Fiberglass Insulation

New Friends And A New Roomate (Post #2)

Getting to the bottom of things.

Sam Breen – Saturday, October 2, 2010

Twenty five hours of work and the ceiling/walls have been cleared of leftover fiberglass insulation. The job was pretty mindless but I don’t mind that kind of work, especially after a long day of class. The only trouble was protecting myself from the fiberglass: coveralls, respirator, goggles, gloves etc. It’s not too pleasant when it’s hot outside, so I ended up doing a lot of work at night.

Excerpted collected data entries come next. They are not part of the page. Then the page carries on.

//! Thermostat runtime report fetcher (equipment and climate)
//!
//! The vendor serves 5-minute runtime rows as CSV strings in the thermostat's
//! local time zone, at most 31 days per request. Rows are converted to UTC
//! readings and thinned to the configured storage interval.

use super::http::ProviderHttpClient;
use super::{ChannelFetcher, FetcherError, FetcherResult, SourceBatch};
use crate::auth::AccessToken;
use crate::planner::FetchWindow;
use crate::{Channel, Provider, Reading};
use async_trait::async_trait;
use chrono::{DateTime, Days, NaiveDate, NaiveDateTime, TimeZone, Utc};
use chrono_tz::Tz;
use serde::Deserialize;
use serde_json::{json, Value};
use std::collections::BTreeMap;
use std::time::Duration;
use tokio::sync::OnceCell;
use tracing::{debug, info, warn};

/// User endpoint (default thermostat lookup)
pub const USER_ENDPOINT: &str = "/1/user";

/// Runtime report endpoint
pub const RUNTIME_REPORT_ENDPOINT: &str = "/1/runtimeReport";

/// Longest span, in days, accepted by one runtime report request
pub const MAX_CHUNK_DAYS: u64 = 31;

/// Pause between consecutive chunk requests
pub const CHUNK_PACING: Duration = Duration::from_millis(500);

/// Native row spacing of runtime reports, in minutes
pub const ROW_MINUTES: u32 = 5;

/// Runtime columns stored in the equipment channel
pub const EQUIPMENT_COLUMNS: &[&str] = &[
    "compCool1",
    "compCool2",
    "compHeat1",
    "compHeat2",
    "auxHeat1",
    "auxHeat2",
    "auxHeat3",
    "fan",
    "humidifier",
    "dehumidifier",
    "economizer",
    "ventilator",
    "hvacMode",
    "zoneHvacMode",
    "zoneCalendarEvent",
    "zoneClimate",
];

/// Runtime columns stored in the climate channel
pub const CLIMATE_COLUMNS: &[&str] = &[
    "zoneAveTemp",
    "zoneHumidity",
    "zoneCoolTemp",
    "zoneHeatTemp",
    "outdoorTemp",
    "outdoorHumidity",
];

/// Columns requested for a thermostat channel
pub fn columns_for(channel: Channel) -> Option<&'static [&'static str]> {
    match channel {
        Channel::ThermostatEquipment => Some(EQUIPMENT_COLUMNS),
        Channel::Climate => Some(CLIMATE_COLUMNS),
        _ => None,
    }
}

#[derive(Debug, Deserialize)]
#[serde(rename_all = "camelCase")]
struct UserResponse {
    user: UserInfo,
}

#[derive(Debug, Deserialize)]
#[serde(rename_all = "camelCase")]
struct UserInfo {
    default_thermostat_identifier: String,
}

#[derive(Debug, Deserialize)]
struct ApiStatus {
    #[serde(default)]
    code: i64,
    #[serde(default)]
    message: String,
}

#[derive(Debug, Deserialize)]
#[serde(rename_all = "camelCase")]
struct RuntimeReport {
    #[serde(default)]
    status: Option<ApiStatus>,
    #[serde(default)]
    columns: String,
    #[serde(default)]
    report_list: Vec<ThermostatReport>,
}

#[derive(Debug, Deserialize)]
#[serde(rename_all = "camelCase")]
struct ThermostatReport {
    thermostat_identifier: String,
    #[serde(default)]
    row_list: Vec<String>,
}

/// Fetcher for the thermostat vendor API
pub struct EcobeeFetcher {
    http: ProviderHttpClient,
    store_interval_minutes: u32,
    timezone: Tz,
    chunk_pacing: Duration,
    thermostat_id: OnceCell<String>,
}

impl EcobeeFetcher {
    /// Create a fetcher
    ///
    /// # Arguments
    /// * `http` - Client for the vendor API base URL
    /// * `store_interval_minutes` - Spacing of stored readings (multiple of 5)
    /// * `timezone` - Thermostat's local time zone, used to read report rows
    pub fn new(http: ProviderHttpClient, store_interval_minutes: u32, timezone: Tz) -> Self {
        Self {
            http,
            store_interval_minutes,
            timezone,
            chunk_pacing: CHUNK_PACING,
            thermostat_id: OnceCell::new(),
        }
    }

    /// Override the pause between chunk requests
    pub fn with_chunk_pacing(mut self, pacing: Duration) -> Self {
        self.chunk_pacing = pacing;
        self
    }

    async fn thermostat_id(&self, token: &AccessToken) -> FetcherResult<&str> {
        let id = self
            .thermostat_id
            .get_or_try_init(|| async {
                let response: UserResponse = self
                    .http
                    .get_json(
                        USER_ENDPOINT,
                        &[("format", "json".to_string()), ("json", "{}".to_string())],
                        Some(&token.value),
                        None,
                    )
                    .await?;
                info!(thermostat = %response.user.default_thermostat_identifier, "Resolved thermostat");
                Ok::<_, FetcherError>(response.user.default_thermostat_identifier)
            })
            .await?;
        Ok(id.as_str())
    }

    async fn fetch_chunk(
        &self,
        token: &AccessToken,
        thermostat_id: &str,
        columns: &[&str],
        chunk: (NaiveDate, NaiveDate),
        window: &FetchWindow,
    ) -> FetcherResult<RuntimeReport> {
        let body = json!({
            "selection": {
                "selectionType": "thermostats",
                "selectionMatch": thermostat_id,
            },
            "startDate": chunk.0.format("%Y-%m-%d").to_string(),
            "endDate": chunk.1.format("%Y-%m-%d").to_string(),
            "startInterval": 0,
            "endInterval": 287,
            "columns": columns.join(","),
            "includeSensors": false,
        });

        let report: RuntimeReport = self
            .http
            .get_json(
                RUNTIME_REPORT_ENDPOINT,
                &[("format", "json".to_string()), ("body", body.to_string())],
                Some(&token.value),
                Some(window),
            )
            .await?;

        if let Some(status) = &report.status {
            if status.code != 0 {
                return Err(FetcherError::ApiError(format!(
                    "runtime report status {}: {}",
                    status.code, status.message
                )));
            }
        }
        Ok(report)
    }
}

#[async_trait]
impl ChannelFetcher for EcobeeFetcher {
    fn provider(&self) -> Provider {
        Provider::Ecobee
    }

    async fn fetch(
        &self,
        token: &AccessToken,
        window: &FetchWindow,
    ) -> FetcherResult<Vec<SourceBatch>> {
        let columns = columns_for(window.channel).ok_or_else(|| {
            FetcherError::ApiError(format!("{} is not a thermostat channel", window.channel))
        })?;
        let thermostat_id = self.thermostat_id(token).await?;

        let chunks = date_chunks(
            local_date(window.start_time, self.timezone)?,
            local_date(window.end_time, self.timezone)?,
            MAX_CHUNK_DAYS,
        );
        let skip = (self.store_interval_minutes / ROW_MINUTES).max(1) as usize;

        let mut batches: BTreeMap<String, SourceBatch> = BTreeMap::new();
        for (index, chunk) in chunks.iter().enumerate() {
            if index > 0 {
                tokio::time::sleep(self.chunk_pacing).await;
            }

            let report = self
                .fetch_chunk(
                    token,
                    thermostat_id,
                    columns,
                    *chunk,
                    window,
                )
                .await?;
            let returned: Vec<&str> = report.columns.split(',').collect();

            for thermostat in &report.report_list {
                let batch = batches
                    .entry(thermostat.thermostat_identifier.clone())
                    .or_insert_with(|| {
                        let mut batch = SourceBatch::new(thermostat.thermostat_identifier.clone());
                        batch
                            .metadata
                            .insert("timezone".into(), json!(self.timezone.name()));
                        batch
                    });

                let readings = parse_rows(&thermostat.row_list, &returned, self.timezone, skip)
                    .into_iter()
                    .filter(|r| r.timestamp >= window.start_time && r.timestamp <= window.end_time);
                batch.readings.extend(readings);
            }

            debug!(
                chunk = index + 1,
                chunks = chunks.len(),
                start = %chunk.0,
                end = %chunk.1,
                "Fetched runtime report chunk"
            );
        }

        let batches: Vec<SourceBatch> = batches
            .into_values()
            .filter(|b| !b.readings.is_empty())
            .collect();
        info!(
            channel = %window.channel,
            sources = batches.len(),
            readings = batches.iter().map(|b| b.readings.len()).sum::<usize>(),
            "Fetched thermostat runtime"
        );
        Ok(batches)
    }
}

fn local_date(timestamp_ms: i64, tz: Tz) -> FetcherResult<NaiveDate> {
    DateTime::<Utc>::from_timestamp_millis(timestamp_ms)
        .map(|dt| dt.with_timezone(&tz).date_naive())
        .ok_or_else(|| FetcherError::InvalidResponse(format!("timestamp out of range: {timestamp_ms}")))
}

/// Split an inclusive date range into spans of at most `max_days` days
pub fn date_chunks(start: NaiveDate, end: NaiveDate, max_days: u64) -> Vec<(NaiveDate, NaiveDate)> {
    let mut chunks = Vec::new();
    let span = max_days.saturating_sub(1);
    let mut chunk_start = start;

    while chunk_start <= end {
        let chunk_end = chunk_start
            .checked_add_days(Days::new(span))
            .map_or(end, |d| d.min(end));
        chunks.push((chunk_start, chunk_end));
        match chunk_end.checked_add_days(Days::new(1)) {
            Some(next) => chunk_start = next,
            None => break,
        }
    }
    chunks
}

/// Convert report rows to readings, keeping every `skip`th row
fn parse_rows(rows: &[String], columns: &[&str], tz: Tz, skip: usize) -> Vec<Reading> {
    let mut readings = Vec::new();

    for (index, row) in rows.iter().enumerate() {
        if index % skip != 0 {
            continue;
        }

        let parts: Vec<&str> = row.split(',').collect();
        if parts.len() < 2 {
            continue;
        }

        let Ok(local) =
            NaiveDateTime::parse_from_str(&format!("{} {}", parts[0], parts[1]), "%Y-%m-%d %H:%M:%S")
        else {
            warn!(row = %row, "Skipping runtime row with unparseable time");
            continue;
        };
        // DST fall-back repeats an hour; the earlier instant wins
        let Some(instant) = tz.from_local_datetime(&local).earliest() else {
            debug!(row = %row, "Skipping runtime row in DST gap");
            continue;
        };

        let mut values = BTreeMap::new();
        let mut has_data = false;
        for (i, column) in columns.iter().enumerate() {
            let raw = parts.get(i + 2).map(|s| s.trim()).unwrap_or("");
            has_data |= !raw.is_empty();
            values.insert(column.to_string(), parse_value(raw));
        }
        // Future intervals of the current day come back empty
        if !has_data {
            continue;
        }

        if let Ok(reading) = Reading::new(instant.with_timezone(&Utc).timestamp_millis(), values) {
            readings.push(reading);
        }
    }

    readings
}

fn parse_value(raw: &str) -> Value {
    if raw.is_empty() {
        return Value::Null;
    }
    if let Ok(int) = raw.parse::<i64>() {
        return json!(int);
    }
    match raw.parse::<f64>() {
        Ok(float) if float.is_finite() => json!(float),
        _ => json!(raw),
    }
}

Once I removed all the insulation, I used a shop vac to clean out the inside.  Finally got rid of a lot of the rat droppings, dust etc. (It smells a lot better in there all of a sudden!)


After some trial and error with different portable saws, I found that the circular saw worked best to cut out the plywood while avoiding the steel frame beneath it. I cut small pieces at a time and popped them out with two crowbars.

In the process, I found a Ninja Turtles pencil case…

and some old newspaper clippings stuck to the linoleum.
1985 newspaper clipping from Redding, CA.

The clippings were from Redding, in Northern California.  Such an odd coincidence.  I recently bought a second vintage trailer, a tiny 1960 Corsa camper trailer, now parked next to the Spartan, which I use as my hang out.

1960 Corsa: My home away from home away from home...

It came from a town near Redding: Big Bend, CA, located near Mt. Shasta.The previous owners were a couple I now consider to be my friends – Bern Haggard and Eviane Cotton.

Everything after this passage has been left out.